Oh Toby Keith, keep on rocking
I know the introduction of this post has but a tenuous connection to our class work but i felt it was interesting, so what the hell.
As someone relatively new to the culture of a place like Southern Ohio, let me just say that a 4 hour drive south to the 'boonies' was most illuminating.
What was most illuminating was my personal discovery that I don't like listening to the same song(/shit?) over and over again. While the simple, earthy denizens of the area may know something about achieving nirvana that I don't, the fact that the repetitive song had to be Toby Keith's Courtesy of the Red White and Blue made me almost want to gouge out my eyeballs.

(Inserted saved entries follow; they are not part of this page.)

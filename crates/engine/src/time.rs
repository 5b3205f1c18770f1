use chrono::NaiveDateTime;
use serde::{Deserialize, Deserializer, Serialize};

// ---------------------------------------------------------------------------
// Flexible time values
// ---------------------------------------------------------------------------

/// Document fields whose values may be written either as integer seconds or as
/// a compact unit string ("90", "5m", "1h30m10s").
pub const TIME_FIELDS: &[&str] = &[
    "seconds",
    "minSeconds",
    "maxSeconds",
    "defaultSeconds",
    "optimalSeconds",
    "offsetSeconds",
    "bufferSeconds",
];

/// Parse a time string with optional `h`/`m`/`s` units into whole seconds.
///
/// Bare digits are seconds. Unit components may appear in any subset
/// ("1h", "5m", "1h30m10s"). Characters outside digits and units are
/// skipped. Strings with no recognizable component fall back to a plain
/// numeric parse; anything unparseable yields `0`.
pub fn parse_time_str(raw: &str) -> u64 {
    let s = raw.trim();
    if s.is_empty() {
        return 0;
    }
    if s.chars().all(|c| c.is_ascii_digit()) {
        return s.parse().unwrap_or(0);
    }

    let mut total: u64 = 0;
    let mut current = String::new();
    let mut matched = false;
    for ch in s.chars() {
        if ch.is_ascii_digit() {
            current.push(ch);
        } else if matches!(ch, 'h' | 'm' | 's') {
            if !current.is_empty() {
                let value: u64 = current.parse().unwrap_or(0);
                total += match ch {
                    'h' => value * 3600,
                    'm' => value * 60,
                    _ => value,
                };
                matched = true;
                current.clear();
            }
        }
    }

    if !matched {
        return s.parse::<f64>().map(|f| f.max(0.0) as u64).unwrap_or(0);
    }
    total
}

/// Parse any JSON value in a time position into whole seconds.
pub fn parse_time_value(value: &serde_json::Value) -> u64 {
    match value {
        serde_json::Value::Number(n) => {
            if let Some(u) = n.as_u64() {
                u
            } else {
                n.as_f64().map(|f| f.max(0.0) as u64).unwrap_or(0)
            }
        }
        serde_json::Value::String(s) => parse_time_str(s),
        _ => 0,
    }
}

/// Recursively rewrite every known time field (and string-valued `duration`
/// shorthands) in a raw document to integer seconds, so the typed model can
/// declare them as plain integers. Applying this twice equals applying it once.
pub fn normalize_time_fields(value: &mut serde_json::Value) {
    match value {
        serde_json::Value::Object(map) => {
            for (key, entry) in map.iter_mut() {
                let is_time_field = TIME_FIELDS.contains(&key.as_str())
                    || (key == "duration" && (entry.is_string() || entry.is_f64()));
                if is_time_field && !entry.is_object() && !entry.is_array() {
                    *entry = serde_json::Value::from(parse_time_value(entry));
                } else {
                    normalize_time_fields(entry);
                }
            }
        }
        serde_json::Value::Array(items) => {
            for item in items.iter_mut() {
                normalize_time_fields(item);
            }
        }
        _ => {}
    }
}

/// Serde helper for struct fields (track stagger) that accept either an
/// integer or a unit string.
pub fn flexible_seconds<'de, D>(deserializer: D) -> Result<u64, D::Error>
where
    D: Deserializer<'de>,
{
    let raw = serde_json::Value::deserialize(deserializer)?;
    Ok(parse_time_value(&raw))
}

// ---------------------------------------------------------------------------
// Wall-clock parsing (absolute triggers)
// ---------------------------------------------------------------------------

const DATETIME_FORMATS: &[&str] = &[
    "%Y-%m-%dT%H:%M:%S",
    "%Y-%m-%dT%H:%M",
    "%Y-%m-%d %H:%M:%S",
    "%Y-%m-%d %H:%M",
    "%Y-%m-%d",
];

/// Parse an ISO 8601-ish datetime string into epoch seconds.
/// Trailing `Z` and `±HH:MM` offsets are stripped before naive parsing.
pub fn parse_wall_time(raw: &str) -> Option<f64> {
    let s = raw.trim().trim_end_matches('Z');
    let s = if let Some(pos) = s.rfind('+') {
        if pos > 10 {
            &s[..pos]
        } else {
            s
        }
    } else {
        s
    };
    let s = if s.len() > 19 && s.chars().nth(19) == Some('-') {
        &s[..19]
    } else {
        s
    };

    for fmt in DATETIME_FORMATS {
        if let Ok(dt) = NaiveDateTime::parse_from_str(s, fmt) {
            return Some(dt.and_utc().timestamp() as f64);
        }
    }
    if let Ok(d) = chrono::NaiveDate::parse_from_str(s, "%Y-%m-%d") {
        return d
            .and_hms_opt(0, 0, 0)
            .map(|dt| dt.and_utc().timestamp() as f64);
    }
    None
}

// ---------------------------------------------------------------------------
// Durations
// ---------------------------------------------------------------------------

/// How long a step runs once admitted.
#[derive(Debug, Clone, PartialEq)]
pub enum Duration {
    /// Runs for exactly `seconds`, then auto-completes.
    Fixed { seconds: u64 },
    /// Runs for `default` seconds unless manually completed (no earlier than
    /// `min`). `trigger_name` names the manual-completion trigger.
    Variable {
        min_seconds: u64,
        max_seconds: u64,
        default_seconds: u64,
        trigger_name: Option<String>,
    },
    /// Never auto-completes; `default` is a display estimate only.
    Indefinite {
        min_seconds: u64,
        default_seconds: u64,
        trigger_name: Option<String>,
    },
}

impl Duration {
    /// The duration used for planning and for the default-based expected end.
    pub fn planned(&self) -> u64 {
        match self {
            Duration::Fixed { seconds } => *seconds,
            Duration::Variable {
                default_seconds, ..
            } => *default_seconds,
            Duration::Indefinite {
                default_seconds, ..
            } => *default_seconds,
        }
    }

    /// Best-case duration for contention analysis.
    pub fn minimum(&self) -> u64 {
        match self {
            Duration::Fixed { seconds } => *seconds,
            Duration::Variable { min_seconds, .. } => *min_seconds,
            Duration::Indefinite { min_seconds, .. } => *min_seconds,
        }
    }

    /// Worst-case duration for contention analysis. Indefinite steps are
    /// open-ended, represented as `u64::MAX`; callers use saturating math.
    pub fn maximum(&self) -> u64 {
        match self {
            Duration::Fixed { seconds } => *seconds,
            Duration::Variable { max_seconds, .. } => *max_seconds,
            Duration::Indefinite { .. } => u64::MAX,
        }
    }

    pub fn manual_trigger(&self) -> Option<&str> {
        match self {
            Duration::Fixed { .. } => None,
            Duration::Variable { trigger_name, .. }
            | Duration::Indefinite { trigger_name, .. } => trigger_name.as_deref(),
        }
    }

    pub fn is_indefinite(&self) -> bool {
        matches!(self, Duration::Indefinite { .. })
    }
}

/// Wire shape for durations. Documents may write a bare number of seconds or
/// a typed object; `"manual"` is an accepted alias for `"indefinite"`.
#[derive(Debug, Clone, Serialize, Deserialize)]
#[serde(untagged)]
enum DurationSpec {
    Seconds(u64),
    Detailed(DetailedDuration),
}

#[derive(Debug, Clone, Serialize, Deserialize)]
#[serde(tag = "type", rename_all = "camelCase")]
enum DetailedDuration {
    #[serde(rename_all = "camelCase")]
    Fixed { seconds: u64 },
    #[serde(rename_all = "camelCase")]
    Variable {
        min_seconds: u64,
        max_seconds: u64,
        #[serde(default, skip_serializing_if = "Option::is_none")]
        default_seconds: Option<u64>,
        #[serde(default, skip_serializing_if = "Option::is_none")]
        optimal_seconds: Option<u64>,
        #[serde(default, skip_serializing_if = "Option::is_none")]
        trigger_name: Option<String>,
    },
    #[serde(alias = "manual")]
    #[serde(rename_all = "camelCase")]
    Indefinite {
        #[serde(default)]
        min_seconds: u64,
        #[serde(default, skip_serializing_if = "Option::is_none")]
        default_seconds: Option<u64>,
        #[serde(default, skip_serializing_if = "Option::is_none")]
        trigger_name: Option<String>,
    },
}

impl From<DurationSpec> for Duration {
    fn from(spec: DurationSpec) -> Self {
        match spec {
            DurationSpec::Seconds(seconds) => Duration::Fixed { seconds },
            DurationSpec::Detailed(DetailedDuration::Fixed { seconds }) => {
                Duration::Fixed { seconds }
            }
            DurationSpec::Detailed(DetailedDuration::Variable {
                min_seconds,
                max_seconds,
                default_seconds,
                optimal_seconds,
                trigger_name,
            }) => Duration::Variable {
                min_seconds,
                max_seconds,
                default_seconds: default_seconds
                    .or(optimal_seconds)
                    .unwrap_or((min_seconds + max_seconds) / 2),
                trigger_name,
            },
            DurationSpec::Detailed(DetailedDuration::Indefinite {
                min_seconds,
                default_seconds,
                trigger_name,
            }) => Duration::Indefinite {
                min_seconds,
                default_seconds: default_seconds.unwrap_or(min_seconds + 60),
                trigger_name,
            },
        }
    }
}

impl From<&Duration> for DetailedDuration {
    fn from(duration: &Duration) -> Self {
        match duration {
            Duration::Fixed { seconds } => DetailedDuration::Fixed { seconds: *seconds },
            Duration::Variable {
                min_seconds,
                max_seconds,
                default_seconds,
                trigger_name,
            } => DetailedDuration::Variable {
                min_seconds: *min_seconds,
                max_seconds: *max_seconds,
                default_seconds: Some(*default_seconds),
                optimal_seconds: None,
                trigger_name: trigger_name.clone(),
            },
            Duration::Indefinite {
                min_seconds,
                default_seconds,
                trigger_name,
            } => DetailedDuration::Indefinite {
                min_seconds: *min_seconds,
                default_seconds: Some(*default_seconds),
                trigger_name: trigger_name.clone(),
            },
        }
    }
}

impl<'de> Deserialize<'de> for Duration {
    fn deserialize<D>(deserializer: D) -> Result<Self, D::Error>
    where
        D: Deserializer<'de>,
    {
        DurationSpec::deserialize(deserializer).map(Duration::from)
    }
}

impl Serialize for Duration {
    fn serialize<S>(&self, serializer: S) -> Result<S::Ok, S::Error>
    where
        S: serde::Serializer,
    {
        DetailedDuration::from(self).serialize(serializer)
    }
}

// ---------------------------------------------------------------------------
// Tests
// ---------------------------------------------------------------------------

After about the 100th playing, I had internalized his lyrics sufficiently to be disturbed by a fascist aesthetic that seemed to permeate the song. Starting with a description of a certain attack on America as a 'sucker punch' (which is something, being from manhattan, i wouldn't exactly characterize as) , Toby moves onto a gleeful metaphor of the U.S. retaliation as seeing through a black eye in order to 'light up their world like the Fourth of July."
It seems as if Mr. Keith has taken a page out straight out of the work of cultural theorists on how language obfuscates in order to compartmentalize something into easy categories. But I digress as this post is not (entirely) about why I think Mr. Keith is perhaps pandering to a disturbing ethic.
But enough of this hyperbole (or so you think).
After I returned, I wanted to post his deplorably moronic lyrics on this blog (and poke fun at them). However, I found out that such an act was an apparent infringement of copyright law and was something NMPA president David Israelite calls an "unauthorized use of lyrics and tablature deprives the songwriter of the ability to make a living, and is no different than stealing."
However, such an act is hard to define. What constitutes use of lyrics: the essence of the idea or using the words verbatim? For example, our good friend Toby uses the line "we'll put a boot up your ass, its is the American way." One has to wonder if he has exclusive rights to such a phrase. If so, are we doomed to a banal life that has lost the public use of such a delicious witticism?
I'm not so sure. But there's one thing I am certain of, for this city-boy, there's going to be no more trips down to southern Ohio unless I have a car that has more than just an AM/FM radio.